Tcl and Cygwin and a Background Process which should hangup


I have a bash script server.sh which is maintained by an external source and ideally should not be modified. This script writes to stdout and stderr.

In fact, this server.sh itself is doing an exec tclsh immediately:

#!/bin/sh
# \
exec tclsh "$0" ${1+"$@"}

so in fact, it is just a wrapper around a Tcl script. I just mention this in case you think that this matters.

I need a Tcl script setup.tcl which is supposed to do some preparatory work, then invoke server.sh (in the background), then do some cleanup work (and display the PID of the background process), and terminate.

server.sh is supposed to continue running until explicitly killed.

setup.tcl is usually invoked manually, either from a Cygwin bash shell or from a Windows cmd shell. In the latter case, it is ensured that Cygwin's bash.exe is in the PATH.

The environment is Windows 7 and Cygwin. The Tcl is either Cygwin's (8.5) or ActiveState 8.4.

The first version (omitting error handling) went like this:

# setup.tcl:
# .... preparatory work goes here
set childpid [exec bash.exe server.sh &]
# .... clean up work goes here
puts $childpid
exit 0

While this works when started as ActiveState Tcl from a Windows CMD shell, it does not work in a pure Cygwin setup. The reason is that as soon as setup.tcl ends, a signal is sent to the child process and this is killed too.

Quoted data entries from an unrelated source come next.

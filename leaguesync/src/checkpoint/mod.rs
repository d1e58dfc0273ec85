//! Run checkpoints and the append-only checkpoint log.
//!
//! Every stage transition of a run is recorded as a [`Checkpoint`] and
//! appended to a [`CheckpointLog`]. The log is the audit trail: given a
//! run id, its ordered history reconstructs exactly how far the run got,
//! what each stage did to the record counts, and why it stopped.

use std::collections::BTreeMap;
use std::fmt;

use chrono::{DateTime, Utc};
use serde::{Deserialize, Serialize};
use uuid::Uuid;

use crate::pipeline::Stage;
use crate::record::DatasetKind;

mod log;

pub use log::{
    CheckpointError, CheckpointLog, JsonlCheckpointLog, MemoryCheckpointLog, RunDigest,
};

/// A record-count transition observed at one checkpoint.
#[derive(Debug, Clone, Copy, PartialEq, Eq, Serialize, Deserialize)]
pub struct CountDelta {
    /// Count before the stage ran.
    pub before: usize,
    /// Count after the stage ran.
    pub after: usize,
    /// Signed difference, `after - before`.
    pub delta: i64,
}

impl CountDelta {
    /// Creates a delta from before and after counts.
    #[must_use]
    pub fn new(before: usize, after: usize) -> Self {
        let magnitude = i64::try_from(before.abs_diff(after)).unwrap_or(i64::MAX);
        let delta = if after >= before { magnitude } else { -magnitude };
        Self {
            before,
            after,
            delta,
        }
    }
}

impl fmt::Display for CountDelta {
    fn fmt(&self, f: &mut fmt::Formatter<'_>) -> fmt::Result {
        write!(f, "{} -> {} ({:+})", self.before, self.after, self.delta)
    }
}

/// Whether a checkpointed stage completed or failed.
#[derive(Debug, Clone, Copy, PartialEq, Eq, Serialize, Deserialize)]
#[serde(rename_all = "snake_case")]
pub enum CheckpointStatus {
    /// The stage completed.
    Passed,
    /// The stage failed; the checkpoint carries the cause.
    Failed,
}

impl fmt::Display for CheckpointStatus {
    fn fmt(&self, f: &mut fmt::Formatter<'_>) -> fmt::Result {
        match self {
            Self::Passed => write!(f, "passed"),
            Self::Failed => write!(f, "failed"),
        }
    }
}

/// One entry in a run's audit trail.
#[derive(Debug, Clone, PartialEq, Serialize, Deserialize)]
pub struct Checkpoint {
    /// The run this checkpoint belongs to.
    pub run_id: Uuid,
    /// Position within the run's trail, monotone from 1. Assigned on
    /// append, so log order survives clock skew in `recorded_at`.
    #[serde(default)]
    pub sequence: u64,
    /// The stage being checkpointed.
    pub stage: Stage,
    /// The dataset the checkpoint refers to, for per-dataset entries.
    #[serde(default, skip_serializing_if = "Option::is_none")]
    pub dataset: Option<DatasetKind>,
    /// Record-count transitions per dataset.
    #[serde(default, skip_serializing_if = "BTreeMap::is_empty")]
    pub counts: BTreeMap<DatasetKind, CountDelta>,
    /// Outcome of the stage.
    pub status: CheckpointStatus,
    /// Failure cause, present on failed checkpoints.
    #[serde(default, skip_serializing_if = "Option::is_none")]
    pub cause: Option<String>,
    /// Free-form detail, such as merge counters or a backup stamp.
    #[serde(default, skip_serializing_if = "Option::is_none")]
    pub detail: Option<String>,
    /// When the checkpoint was recorded.
    pub recorded_at: DateTime<Utc>,
}

impl Checkpoint {
    /// Creates a passed checkpoint for a stage.
    #[must_use]
    pub fn passed(run_id: Uuid, stage: Stage) -> Self {
        Self {
            run_id,
            sequence: 0,
            stage,
            dataset: None,
            counts: BTreeMap::new(),
            status: CheckpointStatus::Passed,
            cause: None,
            detail: None,
            recorded_at: Utc::now(),
        }
    }

    /// Creates a failed checkpoint carrying the failure cause.
    #[must_use]
    pub fn failed(run_id: Uuid, stage: Stage, cause: impl Into<String>) -> Self {
        Self {
            cause: Some(cause.into()),
            status: CheckpointStatus::Failed,
            ..Self::passed(run_id, stage)
        }
    }

    /// Attaches per-dataset count transitions.
    #[must_use]
    pub fn with_counts(mut self, counts: BTreeMap<DatasetKind, CountDelta>) -> Self {
        self.counts = counts;
        self
    }

    /// Scopes the checkpoint to one dataset and records its transition.
    #[must_use]
    pub fn with_dataset(mut self, kind: DatasetKind, delta: CountDelta) -> Self {
        self.dataset = Some(kind);
        self.counts.insert(kind, delta);
        self
    }

    /// Attaches free-form detail.
    #[must_use]
    pub fn with_detail(mut self, detail: impl Into<String>) -> Self {
        self.detail = Some(detail.into());
        self
    }

    /// Whether this checkpoint records a failure.
    #[must_use]
    pub fn is_failure(&self) -> bool {
        self.status == CheckpointStatus::Failed
    }
}
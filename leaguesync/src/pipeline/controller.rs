//! The pipeline controller: orchestrates a run from prepare to promote.

use std::collections::BTreeMap;
use std::sync::Arc;

use chrono::Utc;
use futures::future::join_all;

use super::retry::with_retry;
use super::{DatasetSummary, RunContext, RunMode, RunReport, RunStatus, Stage};
use crate::cancel::CancelToken;
use crate::checkpoint::{Checkpoint, CheckpointLog, CountDelta};
use crate::config::PipelineConfig;
use crate::errors::{IntegrityIssue, PipelineError};
use crate::lock::RunLock;
use crate::merge::{merge, MergeCounts, MergeOutcome};
use crate::promote::PromotionManager;
use crate::record::{DatasetKind, DatasetSet};
use crate::sources::{FetchWindow, Fetcher, GateTarget, Loader, ValidationGate};
use crate::store::DatasetStore;
use crate::util::parse_marker_date;

/// Record attribute carrying the source scrape timestamp, used to derive
/// the incremental fetch window.
const MARKER_FIELD: &str = "scraped_at";

struct StageFailure {
    stage: Stage,
    error: PipelineError,
}

fn at(stage: Stage) -> impl FnOnce(PipelineError) -> StageFailure {
    move |error| StageFailure { stage, error }
}

fn cancel_reason(ctx: &RunContext) -> String {
    ctx.cancel_token()
        .reason()
        .unwrap_or_else(|| "cancelled".to_string())
}

#[derive(Default)]
struct RunAccumulator {
    before: BTreeMap<DatasetKind, usize>,
    merged: BTreeMap<DatasetKind, usize>,
    counts: BTreeMap<DatasetKind, MergeCounts>,
    loaded: BTreeMap<DatasetKind, usize>,
    issues: Vec<IntegrityIssue>,
    backup_stamp: Option<String>,
}
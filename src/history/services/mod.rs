//! Stateless services over chat histories.

mod segmenter;

pub use segmenter::{PromptSegmenter, SegmentedPrompt};
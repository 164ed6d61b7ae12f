//! Splits a rendered prompt back into chat messages.
//!
//! A rendered prompt mixes plain text with tagged blocks such as
//! `<message role="user">Hi</message>` or `<message role="user"/>`. The
//! segmenter walks the text once, emitting one message per plain-text run or
//! tagged block. Blocks that cannot be read are kept verbatim as plain text,
//! so segmentation never fails.

use crate::history::{
    config::SegmenterConfig,
    domain::{ChatHistory, ChatMessage, MessageElement, Role},
    error::ParseRecoveryWarning,
    ports::record::PromptRecord,
};
use tracing::{debug, warn};

const SELF_CLOSING_MARKER: &str = "/>";

/// Messages recovered from a rendered prompt.
#[derive(Debug, Clone, PartialEq)]
pub struct SegmentedPrompt<R> {
    /// Messages in prompt order.
    pub messages: Vec<R>,
    /// Tagged fragments that were kept as literal text.
    pub recoveries: Vec<ParseRecoveryWarning>,
}

impl<R> SegmentedPrompt<R> {
    const fn new() -> Self {
        Self {
            messages: Vec::new(),
            recoveries: Vec::new(),
        }
    }
}

/// Turns rendered prompts into ordered messages.
///
/// # Examples
///
/// ```
/// use parley::history::domain::{ChatMessage, Role};
/// use parley::history::services::PromptSegmenter;
///
/// let segmenter = PromptSegmenter::default();
/// let segmented = segmenter.segment::<ChatMessage>(
///     r#"Be helpful.<message role="user">Hi there</message>"#,
/// );
///
/// assert_eq!(segmented.messages.len(), 2);
/// assert_eq!(segmented.messages[0].role(), Role::System);
/// assert_eq!(segmented.messages[1].content(), "Hi there");
/// ```
#[derive(Debug, Clone)]
pub struct PromptSegmenter {
    root_key: String,
    open_marker: String,
    end_tag: String,
}

impl Default for PromptSegmenter {
    fn default() -> Self {
        Self::new(&SegmenterConfig::default())
    }
}

struct Step<'a, R> {
    message: R,
    recovery: Option<ParseRecoveryWarning>,
    remainder: Option<&'a str>,
}

impl PromptSegmenter {
    /// Creates a segmenter recognising `config.root_key` blocks.
    #[must_use]
    pub fn new(config: &SegmenterConfig) -> Self {
        let root_key = config.root_key.clone();
        Self {
            open_marker: format!("<{root_key}"),
            end_tag: format!("</{root_key}>"),
            root_key,
        }
    }

    /// Returns the element name this segmenter recognises.
    #[must_use]
    pub fn root_key(&self) -> &str {
        &self.root_key
    }

    /// Segments `prompt` into records of type `R`.
    ///
    /// Whitespace-only input yields no messages. Plain text before the first
    /// tagged block becomes a system message; any later plain text becomes a
    /// user message.
    pub fn segment<R: PromptRecord>(&self, prompt: &str) -> SegmentedPrompt<R> {
        let mut segmented = SegmentedPrompt::new();
        let mut remainder = Some(prompt);
        let mut first = true;

        while let Some(text) = remainder {
            let Some(step) = self.step::<R>(text, first) else {
                break;
            };
            first = false;
            segmented.messages.push(step.message);
            segmented.recoveries.extend(step.recovery);
            remainder = step.remainder;
        }

        debug!(
            messages = segmented.messages.len(),
            recoveries = segmented.recoveries.len(),
            "segmented rendered prompt"
        );
        segmented
    }

    fn step<'a, R: PromptRecord>(&self, text: &'a str, first: bool) -> Option<Step<'a, R>> {
        let trimmed = text.trim();
        if trimmed.is_empty() {
            return None;
        }
        let default_role = if first { Role::System } else { Role::User };

        let start = trimmed.find(self.open_marker.as_str());
        let (Some(start), Some((end, end_of_tag))) = (start, self.find_close(trimmed)) else {
            return Some(Step {
                message: R::from_plain_text(default_role, trimmed),
                recovery: None,
                remainder: None,
            });
        };

        if start > 0 && end > 0 {
            let (leading, rest) = trimmed.split_at(start);
            return Some(Step {
                message: R::from_plain_text(default_role, leading),
                recovery: None,
                remainder: Some(rest),
            });
        }

        // Either the block opens at 0, or a stray closing marker leads the text.
        // A stray marker is kept up to and including itself, so the literal
        // recovered is never empty.
        let (fragment, rest) = trimmed.split_at(end_of_tag);
        let parsed = MessageElement::parse(fragment, &self.root_key)
            .and_then(|element| R::from_element(&element));
        Some(match parsed {
            Ok(message) => Step {
                message,
                recovery: None,
                remainder: Some(rest),
            },
            Err(error) => {
                warn!(%fragment, %error, "unable to parse message fragment, keeping it as content");
                Step {
                    message: R::from_plain_text(default_role, fragment),
                    recovery: Some(ParseRecoveryWarning {
                        fragment: fragment.to_owned(),
                        error,
                    }),
                    remainder: Some(rest),
                }
            }
        })
    }

    /// Locates the closing marker, returning its start and end offsets.
    ///
    /// The paired end tag wins wherever it occurs; `/>` is only consulted
    /// when the text holds no end tag at all.
    fn find_close(&self, text: &str) -> Option<(usize, usize)> {
        text.find(self.end_tag.as_str())
            .map(|position| (position, position + self.end_tag.len()))
            .or_else(|| {
                text.find(SELF_CLOSING_MARKER)
                    .map(|position| (position, position + SELF_CLOSING_MARKER.len()))
            })
    }
}

impl ChatHistory {
    /// Builds a history from a rendered prompt using the default segmenter.
    ///
    /// Only messages found in the prompt are added; no system message is
    /// synthesised.
    ///
    /// # Examples
    ///
    /// ```
    /// use parley::history::domain::ChatHistory;
    ///
    /// let history = ChatHistory::from_rendered_prompt("Hello");
    /// assert_eq!(history.len(), 1);
    /// assert_eq!(history[0].content(), "Hello");
    /// ```
    #[must_use]
    pub fn from_rendered_prompt(rendered_prompt: &str) -> Self {
        Self::from_rendered_prompt_with(rendered_prompt, &PromptSegmenter::default())
    }

    /// Builds a history from a rendered prompt using `segmenter`.
    #[must_use]
    pub fn from_rendered_prompt_with(rendered_prompt: &str, segmenter: &PromptSegmenter) -> Self {
        Self::from_messages(segmenter.segment::<ChatMessage>(rendered_prompt).messages)
    }
}
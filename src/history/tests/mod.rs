//! Unit tests for the history module.
//!
//! Tests are organised by domain concept, covering happy paths, error cases,
//! and edge cases for all public APIs.

mod markup_tests;
mod message_tests;
mod role_tests;
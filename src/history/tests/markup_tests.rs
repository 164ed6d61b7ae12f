//! Unit tests for the tagged element reader and writer.

use crate::history::domain::{MarkupError, MessageElement, escape, is_attribute_name, unescape};
use rstest::rstest;

// ============================================================================
// Parsing
// ============================================================================

#[test]
fn parses_element_with_attributes_and_text() {
    let element = MessageElement::parse(
        r#"<message role="tool" call_id='c-1'>done</message>"#,
        "message",
    )
    .expect("fragment should parse");

    assert_eq!(element.name(), "message");
    assert_eq!(element.attribute("role"), Some("tool"));
    assert_eq!(element.attribute("call_id"), Some("c-1"));
    assert_eq!(element.text(), "done");
    let names: Vec<_> = element.attributes().map(|(key, _)| key).collect();
    assert_eq!(names, vec!["role", "call_id"]);
}

#[test]
fn parses_self_closing_element_with_empty_text() {
    let element = MessageElement::parse(r#"<message role="user" />"#, "message")
        .expect("self-closing fragment should parse");

    assert_eq!(element.attribute("role"), Some("user"));
    assert_eq!(element.text(), "");
}

#[test]
fn parse_ignores_surrounding_whitespace_and_keeps_inner_whitespace() {
    let element = MessageElement::parse("  <message role=\"user\">  hi\n</message>\n", "message")
        .expect("fragment should parse");

    assert_eq!(element.text(), "  hi\n");
}

#[test]
fn parse_decodes_entities_in_text_and_attributes() {
    let element = MessageElement::parse(
        r#"<message role="user" note="&quot;q&quot; &amp; a">1 &lt; 2 &#38; 3 &#x3E; 2</message>"#,
        "message",
    )
    .expect("fragment should parse");

    assert_eq!(element.attribute("note"), Some("\"q\" & a"));
    assert_eq!(element.text(), "1 < 2 & 3 > 2");
}

#[rstest]
#[case::wrong_root(r#"<turn role="user">x</turn>"#)]
#[case::longer_name(r#"<messages role="user">x</messages>"#)]
#[case::not_a_tag("plain text")]
fn parse_rejects_other_roots(#[case] fragment: &str) {
    let result = MessageElement::parse(fragment, "message");
    assert!(matches!(result, Err(MarkupError::UnexpectedRoot { .. })));
}

#[rstest]
#[case::unterminated_start(r#"<message role="user""#, MarkupError::UnterminatedStartTag)]
#[case::missing_end(
    r#"<message role="user">text"#,
    MarkupError::MissingEndTag("message".to_owned())
)]
#[case::nested(r#"<message role="user">a <b>c</b></message>"#, MarkupError::NestedMarkup)]
#[case::duplicate(
    r#"<message role="user" role="tool">x</message>"#,
    MarkupError::DuplicateAttribute("role".to_owned())
)]
fn parse_reports_structural_errors(#[case] fragment: &str, #[case] expected: MarkupError) {
    assert_eq!(MessageElement::parse(fragment, "message"), Err(expected));
}

#[rstest]
#[case::unquoted(r#"<message role=user>x</message>"#)]
#[case::missing_equals(r#"<message role "user">x</message>"#)]
#[case::no_separator(r#"<message role="user"tone="calm">x</message>"#)]
#[case::unterminated_value(r#"<message role="user>x</message>"#)]
fn parse_rejects_malformed_attributes(#[case] fragment: &str) {
    let result = MessageElement::parse(fragment, "message");
    assert!(
        matches!(result, Err(MarkupError::MalformedAttribute(_))),
        "unexpected result {result:?}"
    );
}

#[test]
fn parse_rejects_mismatched_end_tag() {
    let result = MessageElement::parse(r#"<message role="user">x</msg>"#, "message");
    assert!(matches!(result, Err(MarkupError::MismatchedEndTag { .. })));
}

#[rstest]
#[case(r#"<message role="user">x</message>tail"#)]
#[case(r#"<message role="user"/>tail"#)]
fn parse_rejects_trailing_content(#[case] fragment: &str) {
    let result = MessageElement::parse(fragment, "message");
    assert!(matches!(result, Err(MarkupError::TrailingContent(_))));
}

// ============================================================================
// Entities
// ============================================================================

#[rstest]
#[case("a & b")]
#[case("&bogus;")]
#[case("&#xZZ;")]
#[case("&#1114112;")]
fn unescape_rejects_invalid_references(#[case] text: &str) {
    assert!(matches!(unescape(text), Err(MarkupError::InvalidEntity(_))));
}

#[test]
fn escape_only_quotes_in_attributes() {
    assert_eq!(escape(r#"<a href="x">&"#, false), r#"&lt;a href="x"&gt;&amp;"#);
    assert_eq!(escape(r#"say "hi""#, true), "say &quot;hi&quot;");
}

// ============================================================================
// Rendering
// ============================================================================

#[test]
fn render_escapes_and_parses_back() {
    let element = MessageElement::new("message")
        .with_attribute("role", "user")
        .with_attribute("note", "a \"quoted\" <value>")
        .with_text("if a < b && c > d");

    let rendered = element.render();
    assert_eq!(
        rendered,
        r#"<message role="user" note="a &quot;quoted&quot; &lt;value&gt;">if a &lt; b &amp;&amp; c &gt; d</message>"#
    );
    assert_eq!(MessageElement::parse(&rendered, "message"), Ok(element));
}

#[test]
fn with_attribute_replaces_existing_value() {
    let element = MessageElement::new("message")
        .with_attribute("role", "user")
        .with_attribute("role", "tool");

    assert_eq!(element.attribute("role"), Some("tool"));
    assert_eq!(element.attributes().count(), 1);
}

#[rstest]
#[case::plain("source", true)]
#[case::namespaced("xml:lang", true)]
#[case::dashed("call-id", true)]
#[case::empty("", false)]
#[case::spaced("two words", false)]
#[case::quoted("a\"b", false)]
fn attribute_names_follow_the_reader(#[case] name: &str, #[case] valid: bool) {
    assert_eq!(is_attribute_name(name), valid);
}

Using nohup would not help here, because I want to see the output of server.sh as soon as it occurs.

My next idea would be to created an intermediate bash script, mediator.sh, which uses disown -h to detach the child process and keep it from being killed:

#!/usr/bin/bash 
# mediator.sh
server.sh &
child=$!
disown -h $child

and invoke mediator.sh from setup.tcl. But aside from the fact that I don't see an easy way to pass the child PID up to setup.tcl, the main problem is that it doesn't work either: While mediator.sh indeed keeps the child alive when called from the Cygwin command line directly, we have the same behaviour again (server.sh being killed when setup.tcl exits), when I call it via setup.tcl.

Anybody knowing a solution for this?


Solution

  • You'll want to set a trap handler in your server script so you can handle/ignore certain signals.

    For example, to ignore HUP signals, you can do something like the following:

    #!/bin/bash
    
    handle_signal() {
        echo "Ignoring HUP signal"
    }
    
    trap handle_signal SIGHUP
    
    # Rest of code goes here
    

    In the example case, if the script receives a HUP signal it will print a message and continue as normal. It will still die to Ctrl-C as that's the INT signal which is unhandled.